Poetry, among many things, is a global way to communicate common ground between peoples and cultures. Take a moment today to read the poem The School Where I Studied, written by internationally acclaimed poet, Yehuda Amichai. Recognized as one of Israel’s finest poets, Amichai passes by the school where he studied as a boy and reflects on his experience. His poems, written in Hebrew, have been translated in 37 languages, and entire volumes of his works (he wrote 11 volumes of poetry, two novels and a book of short stories) have been published in English, French, German, Swedish, Spanish, and Catalan. 

Imagine the millions of students sitting in classrooms all over the world today. Who will write the global poetry that is to come? Perhaps one of those poets is sitting in your school today. What image and memories will your school provide?
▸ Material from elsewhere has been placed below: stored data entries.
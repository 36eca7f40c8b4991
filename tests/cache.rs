use anyhow::Result;

use deimos::prelude::*;

mod framework;

use framework::{builder, builder_in_pool};

#[test]
pub fn get_twice_hits_cache() -> Result<()> {
    let mut context = framework::make_context();
    let a = builder(0, &[1, 2, 3])?;
    let b = builder(0, &[1, 2, 3])?;

    let first = a.get_resource_table(&mut context.cache, None)?;
    let writes = context.device.stats()?.descriptor_writes;
    let second = b.get_resource_table(&mut context.cache, None)?;

    assert_eq!(first, second, "Equal content should give the same table");
    assert_eq!(
        context.device.stats()?.descriptor_writes,
        writes,
        "A cache hit should not write any descriptors"
    );
    assert_eq!(context.cache.cached_table_count(DescriptorPoolType::Resource), 1);
    Ok(())
}

#[test]
pub fn create_always_writes() -> Result<()> {
    let mut context = framework::make_context();
    let a = builder(0, &[1, 2])?;

    let first = a.create_resource_table(&mut context.cache, None)?;
    let second = a.create_resource_table(&mut context.cache, None)?;
    assert_eq!(context.device.stats()?.descriptor_writes, 2);
    assert_ne!(first.offset(), second.offset(), "Create should realize the content in new slots");

    // Both tables stay usable, the cache now resolves the content to the latest one.
    context.cache.validate_table(&first)?;
    context.cache.validate_table(&second)?;
    assert_eq!(context.device.read_table(&first)?, framework::descriptors(&[1, 2]));
    assert_eq!(context.device.read_table(&second)?, framework::descriptors(&[1, 2]));
    assert_eq!(a.get_resource_table(&mut context.cache, None)?, second);
    Ok(())
}

#[test]
pub fn different_content_gives_different_tables() -> Result<()> {
    let mut context = framework::make_context();
    let a = builder(0, &[1, 2])?.get_resource_table(&mut context.cache, None)?;
    let b = builder(0, &[2, 1])?.get_resource_table(&mut context.cache, None)?;
    let c = builder_in_pool(0, &[1, 2], 1)?.get_resource_table(&mut context.cache, None)?;
    assert_ne!(a, b);
    assert_ne!(a, c);
    assert_eq!(c.pool_index(), 1);
    assert_eq!(context.cache.cached_table_count(DescriptorPoolType::Resource), 3);
    Ok(())
}

#[test]
pub fn growth_keeps_cached_tables() -> Result<()> {
    let mut context = framework::make_context();
    context.cache.allocate_descriptor_pool(DescriptorPoolType::Resource, 4, 0)?;

    let a = builder(0, &[10, 11])?;
    let b = builder(0, &[20, 21, 22])?;
    assert_ne!(a.key(), b.key());

    let old_a = a.get_resource_table(&mut context.cache, None)?;
    let table_b = b.get_resource_table(&mut context.cache, None)?;

    let pool = context.cache.get_descriptor_pool(DescriptorPoolType::Resource, 0).unwrap();
    assert!(pool.capacity() >= 5, "Pool should have grown to fit both tables");
    assert_eq!(pool.generation(), 2);
    assert_eq!(context.cache.descriptor_count(DescriptorPoolType::Resource, 0), 5);
    assert_eq!(context.cache.cached_table_count(DescriptorPoolType::Resource), 2);

    // The old table is detectably stale, fetching it again by content gives the re-issued table.
    assert!(context.cache.validate_table(&old_a).is_err());
    let new_a = a.get_resource_table(&mut context.cache, None)?;
    context.cache.validate_table(&new_a)?;
    assert_eq!(new_a.offset(), old_a.offset());
    assert_ne!(new_a.handle(), old_a.handle());
    assert_eq!(context.device.read_table(&new_a)?, framework::descriptors(&[10, 11]));
    assert_eq!(context.device.read_table(&table_b)?, framework::descriptors(&[20, 21, 22]));
    Ok(())
}

#[test]
pub fn growth_reissues_every_table() -> Result<()> {
    let mut context =
        framework::make_context_with_settings(|settings| settings.initial_capacity(DescriptorPoolType::Resource, 3));
    let builders = (0..10u64)
        .map(|i| builder(0, &[i + 1, i + 100]))
        .collect::<Result<Vec<_>>>()?;
    for builder in &builders {
        builder.get_resource_table(&mut context.cache, None)?;
    }

    assert!(context.cache.get_descriptor_pool(DescriptorPoolType::Resource, 0).unwrap().generation() > 1);
    for (i, builder) in builders.iter().enumerate() {
        let table = builder.get_resource_table(&mut context.cache, None)?;
        let i = i as u64;
        assert_eq!(context.device.read_table(&table)?, framework::descriptors(&[i + 1, i + 100]));
    }
    Ok(())
}

#[test]
pub fn pools_are_isolated_by_index() -> Result<()> {
    let mut context = framework::make_context();
    context.cache.allocate_descriptor_pool(DescriptorPoolType::Resource, 2, 0)?;
    context.cache.allocate_descriptor_pool(DescriptorPoolType::Resource, 2, 1)?;
    let other = builder_in_pool(0, &[7, 8], 1)?.get_resource_table(&mut context.cache, None)?;
    let other_pool = context.cache.get_descriptor_pool(DescriptorPoolType::Resource, 1).unwrap().handle();

    builder(0, &[1, 2])?.get_resource_table(&mut context.cache, None)?;
    builder(0, &[3])?.get_resource_table(&mut context.cache, None)?;
    assert_eq!(context.cache.get_descriptor_pool(DescriptorPoolType::Resource, 0).unwrap().generation(), 2);

    let pool = context.cache.get_descriptor_pool(DescriptorPoolType::Resource, 1).unwrap();
    assert_eq!(pool.handle(), other_pool);
    assert_eq!(pool.generation(), 1);
    context.cache.validate_table(&other)?;
    assert_eq!(context.device.read_table(&other)?, framework::descriptors(&[7, 8]));
    Ok(())
}

#[test]
pub fn allocate_pool_is_idempotent() -> Result<()> {
    let mut context = framework::make_context();
    context.cache.allocate_descriptor_pool(DescriptorPoolType::Sampler, 16, 0)?;
    let handle = context.cache.get_descriptor_pool(DescriptorPoolType::Sampler, 0).unwrap().handle();
    context.cache.allocate_descriptor_pool(DescriptorPoolType::Sampler, 8, 0)?;
    context.cache.allocate_descriptor_pool(DescriptorPoolType::Sampler, 16, 0)?;
    assert_eq!(context.cache.get_descriptor_pool(DescriptorPoolType::Sampler, 0).unwrap().handle(), handle);
    assert_eq!(context.device.stats()?.pools_allocated, 1);
    Ok(())
}

#[test]
pub fn allocate_larger_pool_moves_tables() -> Result<()> {
    let mut context = framework::make_context();
    context.cache.allocate_descriptor_pool(DescriptorPoolType::Resource, 2, 0)?;
    let a = builder(0, &[5, 6])?;
    a.get_resource_table(&mut context.cache, None)?;
    context.cache.allocate_descriptor_pool(DescriptorPoolType::Resource, 32, 0)?;

    assert_eq!(context.cache.get_descriptor_pool(DescriptorPoolType::Resource, 0).unwrap().capacity(), 32);
    let table = a.get_resource_table(&mut context.cache, None)?;
    assert_eq!(context.device.read_table(&table)?, framework::descriptors(&[5, 6]));
    Ok(())
}

#[test]
pub fn zero_capacity_pool_fails() {
    let mut context = framework::make_context();
    let err = context
        .cache
        .allocate_descriptor_pool(DescriptorPoolType::Resource, 0, 0)
        .unwrap_err();
    assert!(matches!(err.downcast_ref::<Error>(), Some(Error::ZeroCapacityPool)));
    assert!(context.cache.get_descriptor_pool(DescriptorPoolType::Resource, 0).is_none());
}

#[test]
pub fn failed_growth_keeps_previous_state() -> Result<()> {
    let mut context = framework::make_context_with_memory_limit(6);
    context.cache.allocate_descriptor_pool(DescriptorPoolType::Resource, 4, 0)?;
    let a = builder(0, &[1, 2])?.get_resource_table(&mut context.cache, None)?;

    let err = builder(0, &[3, 4, 5])?
        .get_resource_table(&mut context.cache, None)
        .unwrap_err();
    assert!(matches!(err.downcast_ref::<Error>(), Some(Error::OutOfDescriptorMemory { .. })));

    let pool = context.cache.get_descriptor_pool(DescriptorPoolType::Resource, 0).unwrap();
    assert_eq!(pool.capacity(), 4);
    assert_eq!(pool.generation(), 1);
    assert_eq!(context.cache.descriptor_count(DescriptorPoolType::Resource, 0), 2);
    assert_eq!(context.cache.cached_table_count(DescriptorPoolType::Resource), 1);
    context.cache.validate_table(&a)?;
    assert_eq!(context.device.live_pools()?, 1);

    // A smaller request still fits in the old pool.
    builder(0, &[3, 4])?.get_resource_table(&mut context.cache, None)?;
    assert_eq!(context.cache.descriptor_count(DescriptorPoolType::Resource, 0), 4);
    Ok(())
}

#[test]
pub fn reset_forgets_tables() -> Result<()> {
    let mut context = framework::make_context();
    let a = builder(0, &[1])?;
    let old = a.get_resource_table(&mut context.cache, None)?;
    builder_in_pool(0, &[2], 1)?.get_resource_table(&mut context.cache, None)?;

    context.cache.reset_descriptor_pool(DescriptorPoolType::Resource, 0);
    assert!(context.cache.get_descriptor_pool(DescriptorPoolType::Resource, 0).is_none());
    assert_eq!(context.cache.descriptor_count(DescriptorPoolType::Resource, 0), 0);
    assert_eq!(context.cache.cached_table_count(DescriptorPoolType::Resource), 1);
    assert!(context.cache.validate_table(&old).is_err());

    let writes = context.device.stats()?.descriptor_writes;
    let new = a.get_resource_table(&mut context.cache, None)?;
    assert_eq!(context.device.stats()?.descriptor_writes, writes + 1);
    assert!(new.generation() > old.generation());
    Ok(())
}

#[test]
pub fn retired_pools_are_destroyed_after_frames() -> Result<()> {
    let mut context = framework::make_context_with_settings(|settings| {
        settings
            .initial_capacity(DescriptorPoolType::Resource, 1)
            .retire_frames(2)
    });
    let a = builder(0, &[1])?;
    let old = a.get_resource_table(&mut context.cache, None)?;
    builder(0, &[2])?.get_resource_table(&mut context.cache, None)?;
    assert_eq!(context.device.live_pools()?, 2, "Replaced pool should be kept alive for a while");
    assert_eq!(context.device.read_table(&old)?, framework::descriptors(&[1]));

    context.cache.next_frame();
    assert_eq!(context.device.live_pools()?, 2);
    context.cache.next_frame();
    assert_eq!(context.device.live_pools()?, 1);
    assert!(context.device.read_table(&old).is_err());
    Ok(())
}

#[test]
pub fn donor_table_is_reused() -> Result<()> {
    let mut context = framework::make_context();
    let donor = builder(0, &[1, 2, 3])?.get_resource_table(&mut context.cache, None)?;
    let used = context.cache.descriptor_count(DescriptorPoolType::Resource, 0);

    let table = builder(0, &[4, 5])?.create_resource_table(&mut context.cache, Some(&donor))?;
    assert_eq!(table.offset(), donor.offset());
    assert_eq!(table.handle(), donor.handle());
    assert_eq!(table.len(), 2);
    assert_eq!(context.cache.descriptor_count(DescriptorPoolType::Resource, 0), used);
    assert_eq!(context.device.read_table(&table)?, framework::descriptors(&[4, 5]));
    // The content that lived in the donor's slots is no longer cached.
    assert_eq!(context.cache.cached_table_count(DescriptorPoolType::Resource), 1);

    let err = builder(0, &[6, 7, 8, 9])?
        .create_resource_table(&mut context.cache, Some(&donor))
        .unwrap_err();
    assert!(matches!(err.downcast_ref::<Error>(), Some(Error::TableTooSmall { needed: 4, available: 3 })));
    Ok(())
}

#[test]
pub fn stale_donor_is_rejected() -> Result<()> {
    let mut context = framework::make_context();
    let donor = builder(0, &[1])?.get_resource_table(&mut context.cache, None)?;
    context.cache.reset_descriptor_pool(DescriptorPoolType::Resource, 0);
    let err = builder(0, &[2])?
        .create_resource_table(&mut context.cache, Some(&donor))
        .unwrap_err();
    assert!(matches!(err.downcast_ref::<Error>(), Some(Error::StaleTable { .. })));
    Ok(())
}

#[test]
pub fn empty_builder_is_rejected() {
    let mut context = framework::make_context();
    let err = DescriptorTableBuilder::new()
        .get_resource_table(&mut context.cache, None)
        .unwrap_err();
    assert!(matches!(err.downcast_ref::<Error>(), Some(Error::EmptyDescriptorTable)));
}

#[test]
pub fn pools_are_named() -> Result<()> {
    let mut context = framework::make_context();
    builder_in_pool(0, &[1], 2)?.get_resource_table(&mut context.cache, None)?;
    let pool = context.cache.get_descriptor_pool(DescriptorPoolType::Resource, 2).unwrap().handle();
    assert_eq!(context.device.pool_name(pool)?.as_deref(), Some("test.ResourcePool2"));

    context.cache.set_name("renamed");
    assert_eq!(context.device.pool_name(pool)?.as_deref(), Some("renamed.ResourcePool2"));
    Ok(())
}

#[test]
pub fn strides_come_from_the_device() {
    let context = framework::make_context();
    for ty in DescriptorPoolType::ALL {
        assert_eq!(context.cache.get_descriptor_stride(ty), context.device.descriptor_stride(ty));
    }
}

#[test]
pub fn huge_pool_request_reports_out_of_memory() -> Result<()> {
    let mut context = framework::make_context();
    // Hosts with enough address space may satisfy the request, it must never abort.
    match context.cache.allocate_descriptor_pool(DescriptorPoolType::Resource, u32::MAX, 0) {
        Ok(()) => {
            let pool = context.cache.get_descriptor_pool(DescriptorPoolType::Resource, 0).unwrap();
            assert_eq!(pool.capacity(), u32::MAX);
        }
        Err(err) => {
            assert!(matches!(err.downcast_ref::<Error>(), Some(Error::OutOfDescriptorMemory { .. })));
            assert!(context.cache.get_descriptor_pool(DescriptorPoolType::Resource, 0).is_none());
        }
    }

    let table = builder(0, &[1, 2])?.get_resource_table(&mut context.cache, None)?;
    assert_eq!(context.device.read_table(&table)?, framework::descriptors(&[1, 2]));
    Ok(())
}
The School Where I Studied


I passed by the school where I studied as a boy
and said in my heart: here I learned certain things
and didn’t learn others. All my life I have loved in vain
the things I didn’t learn. I am filled with knowledge,
I know all about the flowering of the tree of knowledge,
the shape of its leaves, the function of its root system, its pests and parasites.
I’m an expert on the botany of good and evil,
I’m still studying it, I’ll go on studying till the day I die.
I stood near the school building and looked in. This is the room
where we sat and learned. The windows of a classroom always open
to the future, but in our innocence we thought it was only landscape
we were seeing from the window.
The schoolyard was narrow, paved with large stones.
I remember the brief tumult of the two of us
near the rickety steps, the tumult
that was the beginning of a first great love.
Now it outlives us, as if in a museum,
like everything else in Jerusalem.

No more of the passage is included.